This is not really how it is. The world is not like that. Theologically I am not a Calvinist - I cannot take the determinism. Scientifically it is the same. Just because you have these genes, it doesn't mean that they will all be "turned on". You can influence these things.
This is the idea of gene expression, which wikipedia defines as
the process by which the inheritable information which comprises a gene, such as the DNA sequence, is made manifest as a physical and biologically functional gene product, such as protein or RNA.
You activity levels, exercise, diet, environment etc can all influence which genes are turned on, how gene expression happens. Art DeVany had a couple of good posts on this a while ago. (another one here)
This article I've just seen is another element to the mix. It notes how another element can influecen gene expression - social factors. being fit and healthy is not just about diet and exercise....you need to have your social life in a healthy state too. As the Bible says
And the LORD God said, [It is] not good that the man should be alone; Genesis 2:18
Loneliness can be bad for your immune system.
The researchers said
“In this study, changes in immune cell gene expression were specifically linked to the subjective experience of social distance,” said Dr. Cole. “The differences we observed were independent of other known risk factors for inflammation, such as health status, age, weight, and medication use. The changes were even independent of the objective size of a person’s social network. What counts, at the level of gene expression, is not how many people you know, it’s how many you feel really close to over time.”
So in all your exercising and dietary control, do not forget your friends and family if you want to be really well.
Anyway, for the article, a pdf of which is available here:
Social regulation of gene expression in human leukocytes
The complete article is available as a provisional PDF. The fully formatted PDF and HTML versions are in production.
Social environmental influences on human health are well established in the epidemiology literature, but their functional genomic mechanisms are unclear. The present study analyzed genome-wide transcriptional activity in people who chronically experienced high versus low levels of subjective social isolation (loneliness) to assess alterations in the activity of transcription control pathways that might contribute to increased adverse health outcomes in social isolates.

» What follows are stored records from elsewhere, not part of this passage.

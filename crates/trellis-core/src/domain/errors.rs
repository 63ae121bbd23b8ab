//! Errors - エラー型
//!
//! The store itself never fails: lookup misses are silent no-ops and input
//! is validated before it reaches the store. These types cover the edges
//! around it (form input, parsing, rendering).

use thiserror::Error;

use crate::ports::SurfaceError;

#[derive(Debug, Error)]
pub enum TrackerError {
    #[error(transparent)]
    Validation(#[from] ValidationError),

    #[error("unknown project status: {0:?}")]
    UnknownStatus(String),

    #[error("invalid project id: {0:?}")]
    InvalidProjectId(String),

    #[error(transparent)]
    Surface(#[from] SurfaceError),
}

/// Rejected form input. Each variant names the offending field.
#[derive(Debug, Clone, PartialEq, Eq, Error)]
pub enum ValidationError {
    #[error("title must not be empty")]
    EmptyTitle,

    #[error("description must be at least {min} characters long")]
    DescriptionTooShort { min: usize },

    #[error("people must be a number, got {0:?}")]
    PeopleNotANumber(String),

    #[error("people must be between {min} and {max}, got {value}")]
    PeopleOutOfRange { min: u32, max: u32, value: i64 },
}
//! Project record: the one entity the tracker stores.

use chrono::{DateTime, Utc};
use serde::{Deserialize, Serialize};

use super::{ProjectId, ProjectStatus};

/// A project card.
///
/// Identity is `id`. The store owns the canonical copy; everything else sees
/// records through a [`Snapshot`](crate::store::Snapshot).
#[derive(Debug, Clone, PartialEq, Eq, Serialize, Deserialize)]
pub struct ProjectRecord {
    pub id: ProjectId,
    pub title: String,
    pub description: String,
    pub people: u32,
    pub status: ProjectStatus,
    pub created_at: DateTime<Utc>,
}

impl ProjectRecord {
    /// New records always start out active.
    pub fn new(
        id: ProjectId,
        title: impl Into<String>,
        description: impl Into<String>,
        people: u32,
        created_at: DateTime<Utc>,
    ) -> Self {
        Self {
            id,
            title: title.into(),
            description: description.into(),
            people,
            status: ProjectStatus::Active,
            created_at,
        }
    }

    /// "1 person" / "{n} people".
    pub fn people_label(&self) -> String {
        people_label(self.people)
    }
}

pub fn people_label(count: u32) -> String {
    if count == 1 {
        "1 person".to_string()
    } else {
        format!("{count} people")
    }
}
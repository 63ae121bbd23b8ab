//! Ports - 抽象化レイヤー
//!
//! Each trait stands in for something the platform provides: time, random
//! ids, an element tree to render into, and the drag transfer object.
//! In-memory implementations live in [`crate::impls`].

pub mod clock;
pub mod id_generator;
pub mod surface;
pub mod transfer;

pub use self::clock::{Clock, FixedClock, SystemClock};
pub use self::id_generator::{IdGenerator, UlidGenerator};
pub use self::surface::{Element, InsertPosition, SharedSurface, Surface, SurfaceError};
pub use self::transfer::{DataTransfer, DropEffect};
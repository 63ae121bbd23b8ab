//! ProjectStatus - the partition a card belongs to.

use serde::{Deserialize, Serialize};
use std::fmt;
use std::str::FromStr;

use super::errors::TrackerError;

/// Which list a project is shown in.
///
/// Transitions are Active <-> Finished in both directions; the only guard is
/// that the new status differs from the current one.
#[derive(Debug, Clone, Copy, PartialEq, Eq, Hash, Serialize, Deserialize)]
#[serde(rename_all = "lowercase")]
pub enum ProjectStatus {
    Active,
    Finished,
}

impl ProjectStatus {
    pub const ALL: [ProjectStatus; 2] = [ProjectStatus::Active, ProjectStatus::Finished];

    pub fn as_str(self) -> &'static str {
        match self {
            ProjectStatus::Active => "active",
            ProjectStatus::Finished => "finished",
        }
    }
}

impl fmt::Display for ProjectStatus {
    fn fmt(&self, f: &mut fmt::Formatter<'_>) -> fmt::Result {
        f.write_str(self.as_str())
    }
}

impl FromStr for ProjectStatus {
    type Err = TrackerError;

    fn from_str(s: &str) -> Result<Self, Self::Err> {
        match s.trim().to_ascii_lowercase().as_str() {
            "active" => Ok(ProjectStatus::Active),
            "finished" => Ok(ProjectStatus::Finished),
            other => Err(TrackerError::UnknownStatus(other.to_string())),
        }
    }
}
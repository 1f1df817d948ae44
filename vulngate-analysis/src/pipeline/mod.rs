//! Multi-report pipeline: locate, parse, aggregate, evaluate.
//!
//! Each report file is parsed independently (in parallel); a file that fails
//! to parse is logged and recorded as a non-fatal error while the remaining
//! files still contribute to the build's result.

use std::fs::File;
use std::io::BufReader;
use std::path::{Path, PathBuf};

use rayon::prelude::*;
use tracing::warn;

use vulngate_core::config::GateConfig;
use vulngate_core::errors::{ConfigError, PipelineError, PipelineResult};
use vulngate_core::model::{Finding, SeverityDistribution};

use crate::aggregation::FindingsAggregator;
use crate::gates::{BuildVerdict, RiskGate};
use crate::report;
use crate::result::ScanResult;

/// A build's aggregated result together with its gate verdict.
#[derive(Debug)]
pub struct BuildOutcome {
    pub result: ScanResult,
    pub verdict: BuildVerdict,
}

impl Default for BuildOutcome {
    fn default() -> Self {
        Self {
            result: ScanResult::new(Vec::new(), SeverityDistribution::default()),
            verdict: BuildVerdict::Success,
        }
    }
}

/// Resolve the configured report glob under a workspace root. Returns the
/// matched paths in sorted order; a pattern matching nothing is not an
/// error here (the host decides what an empty file set means).
///
/// The root is a literal directory, so any glob metacharacters it contains
/// are escaped before the configured pattern is appended.
pub fn find_reports(root: &Path, pattern: &str) -> Result<Vec<PathBuf>, PipelineError> {
    let escaped_root = glob::Pattern::escape(&root.to_string_lossy());
    let full_pattern = if escaped_root.is_empty() {
        pattern.to_string()
    } else {
        format!("{}/{pattern}", escaped_root.trim_end_matches('/'))
    };
    let mut paths: Vec<PathBuf> = glob::glob(&full_pattern)
        .map_err(|e| {
            PipelineError::from(ConfigError::Pattern {
                pattern: full_pattern.clone(),
                message: e.to_string(),
            })
        })?
        .flatten()
        .collect();
    paths.sort();
    Ok(paths)
}

/// Parse every report file and aggregate the findings for one build.
///
/// Unreadable or unparsable files are skipped and recorded as non-fatal
/// errors; zero input files yield an empty result with a zero-valued
/// distribution.
pub fn collect_findings(build_number: u32, paths: &[PathBuf]) -> PipelineResult<ScanResult> {
    let parsed: Vec<Result<Vec<Finding>, PipelineError>> = paths
        .par_iter()
        .map(|path| parse_one(path))
        .collect();

    let mut aggregator = FindingsAggregator::new(build_number);
    let mut errors = Vec::new();
    for outcome in parsed {
        match outcome {
            Ok(findings) => aggregator.add_findings(findings),
            Err(error) => {
                warn!(%error, "skipping report file");
                errors.push(error);
            }
        }
    }

    let mut result = PipelineResult::new(aggregator.into_result());
    result.errors = errors;
    result
}

/// Collect findings and run the risk gate in one pass.
pub fn evaluate_build(
    config: &GateConfig,
    build_number: u32,
    paths: &[PathBuf],
    previous: Option<&SeverityDistribution>,
) -> PipelineResult<BuildOutcome> {
    let collected = collect_findings(build_number, paths);
    let gate = RiskGate::new(config.thresholds.clone());
    let verdict = gate.evaluate(previous, collected.data.severity_distribution());

    PipelineResult {
        data: BuildOutcome {
            result: collected.data,
            verdict,
        },
        errors: collected.errors,
    }
}

fn parse_one(path: &Path) -> Result<Vec<Finding>, PipelineError> {
    let file = File::open(path).map_err(|e| PipelineError::Io {
        path: path.display().to_string(),
        message: e.to_string(),
    })?;
    report::parse(BufReader::new(file)).map_err(|source| PipelineError::Report {
        path: path.display().to_string(),
        source,
    })
}
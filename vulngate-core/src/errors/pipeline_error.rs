//! Pipeline errors and non-fatal error collection.

use super::error_code::{self, VulngateErrorCode};
use super::{ConfigError, ReportError};

/// Errors that can occur while collecting findings across report files.
#[derive(Debug, thiserror::Error)]
pub enum PipelineError {
    #[error("Report {path}: {source}")]
    Report {
        path: String,
        #[source]
        source: ReportError,
    },

    #[error("I/O error on {path}: {message}")]
    Io { path: String, message: String },

    #[error("Configuration error: {0}")]
    Config(#[from] ConfigError),
}

impl VulngateErrorCode for PipelineError {
    fn error_code(&self) -> &'static str {
        match self {
            Self::Report { source, .. } => source.error_code(),
            Self::Io { .. } => error_code::IO_ERROR,
            Self::Config(e) => e.error_code(),
        }
    }
}

/// Result of a multi-report run that accumulates non-fatal errors.
///
/// A single unparsable report file is skipped and recorded here instead of
/// failing the whole build evaluation; the remaining valid files still
/// contribute to `data`.
#[derive(Debug, Default)]
pub struct PipelineResult<T: Default = ()> {
    /// The successful result data.
    pub data: T,
    /// Non-fatal errors collected during the run.
    pub errors: Vec<PipelineError>,
}

impl<T: Default> PipelineResult<T> {
    pub fn new(data: T) -> Self {
        Self {
            data,
            errors: Vec::new(),
        }
    }

    pub fn add_error(&mut self, error: PipelineError) {
        self.errors.push(error);
    }

    /// Returns true if there are no non-fatal errors.
    pub fn is_clean(&self) -> bool {
        self.errors.is_empty()
    }

    pub fn error_count(&self) -> usize {
        self.errors.len()
    }
}
//! Severity tiers and scanner-string normalization.

use serde::{Deserialize, Serialize};

/// Severity of a finding, ordered from least to most severe so that
/// `Critical > High > Medium > Low > Info > Unassigned` under `Ord`.
#[derive(Debug, Clone, Copy, PartialEq, Eq, PartialOrd, Ord, Hash, Serialize, Deserialize)]
pub enum Severity {
    Unassigned,
    Info,
    Low,
    Medium,
    High,
    Critical,
}

impl Severity {
    /// All tiers, most severe first.
    pub const ALL: [Severity; 6] = [
        Severity::Critical,
        Severity::High,
        Severity::Medium,
        Severity::Low,
        Severity::Info,
        Severity::Unassigned,
    ];

    /// Integer rank used for comparison: Critical = 5 down to Unassigned = 0.
    pub fn rank(self) -> u8 {
        match self {
            Severity::Critical => 5,
            Severity::High => 4,
            Severity::Medium => 3,
            Severity::Low => 2,
            Severity::Info => 1,
            Severity::Unassigned => 0,
        }
    }

    /// True when `self` is at least as severe as `other`.
    pub fn is_at_least(self, other: Severity) -> bool {
        self.rank() >= other.rank()
    }

    /// Canonical upper-case name of the tier.
    pub fn name(self) -> &'static str {
        match self {
            Severity::Critical => "CRITICAL",
            Severity::High => "HIGH",
            Severity::Medium => "MEDIUM",
            Severity::Low => "LOW",
            Severity::Info => "INFO",
            Severity::Unassigned => "UNASSIGNED",
        }
    }

    /// Normalize an arbitrary scanner-reported severity string.
    ///
    /// Case-insensitive, trims surrounding whitespace, and maps the synonyms
    /// scanners actually emit: `MODERATE` to `Medium`, `INFORMATIONAL` to
    /// `Info`, `UNKNOWN` to `Unassigned`. Blank or unrecognized input falls
    /// back to `Unassigned`. Total: never fails.
    ///
    /// Note that the bare string `INFO` is not a scanner severity and is not
    /// recognized; informational findings arrive as `INFORMATIONAL`.
    pub fn normalize(raw: &str) -> Severity {
        match raw.trim().to_uppercase().as_str() {
            "CRITICAL" => Severity::Critical,
            "HIGH" => Severity::High,
            "MEDIUM" | "MODERATE" => Severity::Medium,
            "LOW" => Severity::Low,
            "INFORMATIONAL" => Severity::Info,
            _ => Severity::Unassigned,
        }
    }
}

impl std::fmt::Display for Severity {
    fn fmt(&self, f: &mut std::fmt::Formatter<'_>) -> std::fmt::Result {
        f.write_str(self.name())
    }
}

DNA microarray analysis identified 209 genes that were differentially expressed in circulating leukocytes from 14 high- versus low-lonely individuals, including up-regulation of genes involved in immune activation, transcription control, and cell proliferation, and down-regulation of genes supporting mature B lymphocyte function and type I interferon response. Promoter-based bioinformatic analyses showed under-expression of genes bearing anti-inflammatory glucocorticoid response elements (GREs; p = 0.032) and over-expression of genes bearing response elements for pro-inflammatory NF-kB/Rel transcription factors (p = 0.011). This reciprocal shift in pro- and anti-inflammatory signaling was not attributable to differences in circulating cortisol levels, or to other demographic, psychological, or medical characteristics. Additional transcription control pathways showing differential activity in bioinformatic analyses included the CREB/ATF, JAK/STAT, IRF1, C/EBP, Oct, and GATA pathways.
These data provide the first indication that human genome-wide transcriptional activity is altered in association with a social epidemiological risk factor. Impaired transcription of glucocorticoid response genes and increased activity of pro-inflammatory transcription control pathways provide a functional genomic explanation for elevated risk of inflammatory disease in individuals who experience chronically high levels of subjective social isolation.